Here is the USA, it’s Independence Day. 4th of July. A national holiday.
In every community across the land, public gatherings and celebrations provide opportunities for citizens and visitors alike to acknowledge what makes the USA great — its freedoms, liberty, and more and more, its diversity and open society. Yes we have problems here. Every country does. But what we do about those problems is that we decide together what solutions we want. And then, somehow, we make that happen.
Usually the process is messy and noisy. And the results may not be what every last person wanted. But it works. Generally. When it doesn’t? We keep trying until enough of us can finally rest and say, “OK, that could work. Let’s try that for a while and see.” We’re a nation of innovators, dreamers, people who aspire to greatness and hold hope for something wonderful to always be in the making. If I had to say what makes America great, that would be about as close as I can come to nailing it. (Or perhaps I’d have to have a whole bunch of tries at it, which would actually be more typical of how the USA gets things done.)
Instead of celebrating how much we’re separate from one another (as in “The Lone Ranger” mentality) we’re learning how to connect in new ways and not insist so much on “going it alone” in the world — or having to be “right” rather than being curious about how to work things out among us. That journey has been slow and not at all clear about where it’s heading. Maybe that’s to do with how each of us is evolving at our own pace; some of us are evolving faster than others. And so it is everywhere, I suppose.
But the thing I like most about being here? We’re finally realizing (slowly but surely) that being independent doesn’t mean to be isolated from the rest of the world. Slowly, we’re learning how to reach out hands to other countries and cultures, in peace and friendship, to make something that serves a greater good. We seem to be moving away from isolationism, nationalism, and all the other ugly unworkable “isms” and heading towards a world that takes into consideration the stark and unavoidable fact that we all share the same planet. Together. Whatever we do or don’t do, it affects us all — every living being.
We here in the USA have made a lot of mistakes. We will probably make more. But at last it looks like there’s more to celebrate than the independence and birth of our nation; we’re just about ready to step out onto the world stage as a willing partner in interdependence and inter-relationships. That, to my way of thinking, is truly worth celebrating.

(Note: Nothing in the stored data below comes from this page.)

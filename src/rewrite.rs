//! Re-creating a dataset with minimal types and new compression.

use log::debug;

use crate::container::{Compression, ContainerError, Dataset, DatasetValue, Tree};
use crate::minimize::minimize_dataset;

/// How a dataset is re-created
#[derive(Debug, Clone, Default)]
pub struct RewriteOptions {
    pub compression: Compression,
    /// Contents to store instead of the current ones
    pub replacement: Option<DatasetValue>,
}

impl RewriteOptions {
    pub fn new(compression: Compression) -> Self {
        Self {
            compression,
            replacement: None,
        }
    }

    pub fn with_replacement(mut self, value: DatasetValue) -> Self {
        self.replacement = Some(value);
        self
    }
}

/// Delete and re-create the dataset at `path` with every field in its minimal
/// type and the requested compression. Attributes are copied back in their
/// original order.
///
/// Returns `false` without touching the tree if `path` is not a dataset.
pub fn rewrite_dataset(tree: &mut Tree, path: &str, options: RewriteOptions) -> Result<bool, ContainerError> {
    if !tree.is_dataset(path) {
        debug!("{} is not a dataset, skipping rewrite", path);
        return Ok(false);
    }
    let (dataset, attrs) = tree.take_dataset(path)?;
    let value = minimize_dataset(options.replacement.unwrap_or(dataset.value))?;
    let id = tree.create_dataset(path, Dataset::new(value, options.compression))?;
    if let Some(target) = tree.attrs_mut(id) {
        *target = attrs;
    }
    debug!("Rewrote {} with {}", path, options.compression);
    Ok(true)
}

We’re starting to grow up as a country. As other countries around the world shed their old forms, sometimes abruptly and violently, and sometimes peacefully but not without stress, we are for many of them still the beacon — still the model they hope to achieve for themselves, perhaps in new forms and structures that work better for them. They look to the USA not as a perfect country, but for the simple fact that so far it’s still working.
We, too, have passionate voices crying out for things that are diametrically opposed and seemingly irreconcilable. But we manage to make it work anyway despite the polarity and the turmoil it takes to come to resolution about difficult matters. Let’s hope that we can, in our maturity, model new ways of living and working and playing that ultimately make the planet a healthy and stable place to be for all of us who live here. And let’s hope, too, that all the other countries of the world find that inspiring enough to risk the changes it takes to get there safely in their own ways.